A Altri Florestal mantém há muitos anos uma política de prevenção, que passa pela redução de carga de combustível e a manutenção de infraestruturas como aceiros, caminhos e pontos de água. Com esses trabalhos de silvicultura preventiva gasta sensivelmente o dobro do que é gasto na estrutura de deteção e combate da Afocelca, agrupamento complementar de empresas em que junta esforços com o grupo PortucelSoporcel na defesa do património das duas empresas.

No grande incêndio de Tomar/Barquinha/Constância, do dia 7 de julho, observámos novamente os benefícios da silvicultura preventiva. A foto acima mostra um aceiro, por ventura até bastante modesto, que evitou a entrada do fogo na plantação que se situa do lado direito. Ninguém estava lá porque estávamos todos a combater o incêndio num outro local da propriedade, mas mesmo assim sortiu efeito. O terreno do lado esquerdo, que não está sob nossa gestão e cuja vegetação era composta por matos altos e sobreiros, ardeu com intensidade, no entanto no sentido contrário ao vento.

Mas mesmo quando o fogo consegue entrar nas plantações, as intervenções de controlo de vegetação no sub-bosque resultam frequentemente em dano menor, afetando pouco as árvores plantadas.

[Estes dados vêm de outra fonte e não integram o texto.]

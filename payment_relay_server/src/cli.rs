use std::{env, env::VarError};

/// There's no real CLI for the relay, so just do quick 'n dirty. Returns true if help was printed.
pub fn handle_command_line_args() -> bool {
    let has_cli_args = env::args().count() > 1;
    if has_cli_args {
        // We don't expect any CLI args, so always print the help
        display_readme();
        display_envs();
    }
    has_cli_args
}

fn display_readme() {
    const README: &str = include_str!("./cli-help.txt");
    println!("\n{README}\n");
}

fn display_envs() {
    const DISPLAY_ENVS: [&str; 18] = [
        "RUST_LOG",
        "RELAY_HOST",
        "RELAY_PORT",
        "RELAY_STORAGE_BACKEND",
        "RELAY_DATABASE_URL",
        "RELAY_DB_MAX_CONNECTIONS",
        "RELAY_DEFAULT_PROCESSOR_URL",
        "RELAY_FALLBACK_PROCESSOR_URL",
        "RELAY_PAYMENT_TIMEOUT_MS",
        "RELAY_HEALTH_TIMEOUT_MS",
        "RELAY_HEALTH_CHECKS",
        "RELAY_HEALTH_CHECK_INTERVAL_MS",
        "RELAY_HEALTH_TTL_MS",
        "RELAY_RECOVERY_POLL_MS",
        "RELAY_LATENCY_THRESHOLD_MS",
        "RELAY_WORKERS",
        "RELAY_MAX_ATTEMPTS",
        "RELAY_QUEUE_BACKOFF_MS",
    ];

    println!("Current environment values:");
    DISPLAY_ENVS.iter().for_each(|&name| {
        let val = match env::var(name) {
            Ok(s) => s,
            Err(VarError::NotPresent) => "Not set".into(),
            Err(VarError::NotUnicode(s)) => format!("Invalid value: {}", s.to_string_lossy()),
        };
        println!("  {name:<35} {val:<15}");
    })
}
//! Processor health tracking.
//!
//! The [`registry::HealthRegistry`] is the single source of truth for "is this processor failing, and how fast is
//! it". It is written by the periodic [`checker`] and by workers that see a delivery fail, and read by the
//! [`crate::DecisionEngine`].
pub mod checker;
pub mod registry;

Efeito do controlo de vegetação no interior das plantações
É sabido que nem sempre é possível reduzir a carga de combustível ou ter bons aceiros e que em condições muito adversas de fogo, "arde tudo". Mas no final da campanha, quando olhamos para as áreas que estiveram em perigo ou mesmo afetadas, é óbvio que o investimento na silvicultura consegue reduzir de forma significativa tanto o risco de arder como o dano em caso de ter ardido.
Quando esse investimento vai de mãos dadas com uma estrutura profissional e dedicada de deteção e combate aos incêndios como da Afocelca, não restam dúvidas que temos a melhor resposta possível perante o problema.

Nota final para quem gosta de estatísticas: a taxa de incidência de fogo no nosso património situa-se nos 0,25%. Quer dizer, em média nos ardem por ano 2,5 hectares em cada 1000. Traduzido para Portugal, com 5 milhões de hectares de floresta e matos, daria uma área anualmente ardida de 12,5 mil hectares. Seria muito bom, não seria?